# [Work instruction]
Would you please repeat the data exactly as given?

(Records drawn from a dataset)

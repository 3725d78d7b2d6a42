use diesel::prelude::*;
use serde::{Deserialize, Serialize};

use super::category::DbCategory;

/// One stored clipboard snapshot plus its metadata.
///
/// `content` holds plaintext, or base64 ciphertext when `is_encrypted` is
/// set (`iv` then carries the hex-encoded nonce). `content_hash` is the
/// SHA-256 fingerprint of the captured text and is unique per row.
#[derive(Queryable, Selectable, Debug, Clone, Serialize, Deserialize)]
#[diesel(table_name = crate::infrastructure::storage::db::schema::clipboard_entries)]
#[diesel(check_for_backend(diesel::sqlite::Sqlite))]
pub struct DbClipboardEntry {
    pub id: i32,
    pub content: String,
    pub content_hash: String,
    /// Last-seen time (epoch ms); touched when identical content reappears
    pub timestamp: i64,
    pub is_favorite: bool,
    pub custom_name: Option<String>,
    pub is_encrypted: bool,
    pub iv: Option<String>,
    pub created_at: i64,
}

#[derive(Insertable, Debug)]
#[diesel(table_name = crate::infrastructure::storage::db::schema::clipboard_entries)]
pub struct NewClipboardEntry {
    pub content: String,
    pub content_hash: String,
    pub timestamp: i64,
    pub is_favorite: bool,
    pub custom_name: Option<String>,
    pub is_encrypted: bool,
    pub iv: Option<String>,
    pub created_at: i64,
}

/// Entry joined with its assigned categories, for list views.
#[derive(Debug, Clone, Serialize, Deserialize)]
pub struct EntryWithCategories {
    #[serde(flatten)]
    pub entry: DbClipboardEntry,
    pub categories: Vec<DbCategory>,
}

# [Problem solution]
repository 3725d78d7b2d6a42
use diesel::prelude::*;
use serde::{Deserialize, Serialize};

use super::category::DbCategory;

/// One stored clipboard snapshot plus its metadata.
///
/// `content` holds plaintext, or base64 ciphertext when `is_encrypted` is
/// set (`iv` then carries the hex-encoded nonce). `content_hash` is the
/// SHA-256 fingerprint of the captured text and is unique per row.
#[derive(Queryable, Selectable, Debug, Clone, Serialize, Deserialize)]
#[diesel(table_name = crate::infrastructure::storage::db::schema::clipboard_entries)]
#[diesel(check_for_backend(diesel::sqlite::Sqlite))]
pub struct DbClipboardEntry {
    pub id: i32,
    pub content: String,
    pub content_hash: String,
    /// Last-seen time (epoch ms); touched when identical content reappears
    pub timestamp: i64,
    pub is_favorite: bool,
    pub custom_name: Option<String>,
    pub is_encrypted: bool,
    pub iv: Option<String>,
    pub created_at: i64,
}

#[derive(Insertable, Debug)]
#[diesel(table_name = crate::infrastructure::storage::db::schema::clipboard_entries)]
pub struct NewClipboardEntry {
    pub content: String,
    pub content_hash: String,
    pub timestamp: i64,
    pub is_favorite: bool,
    pub custom_name: Option<String>,
    pub is_encrypted: bool,
    pub iv: Option<String>,
    pub created_at: i64,
}

/// Entry joined with its assigned categories, for list views.
#[derive(Debug, Clone, Serialize, Deserialize)]
pub struct EntryWithCategories {
    #[serde(flatten)]
    pub entry: DbClipboardEntry,
    pub categories: Vec<DbCategory>,
}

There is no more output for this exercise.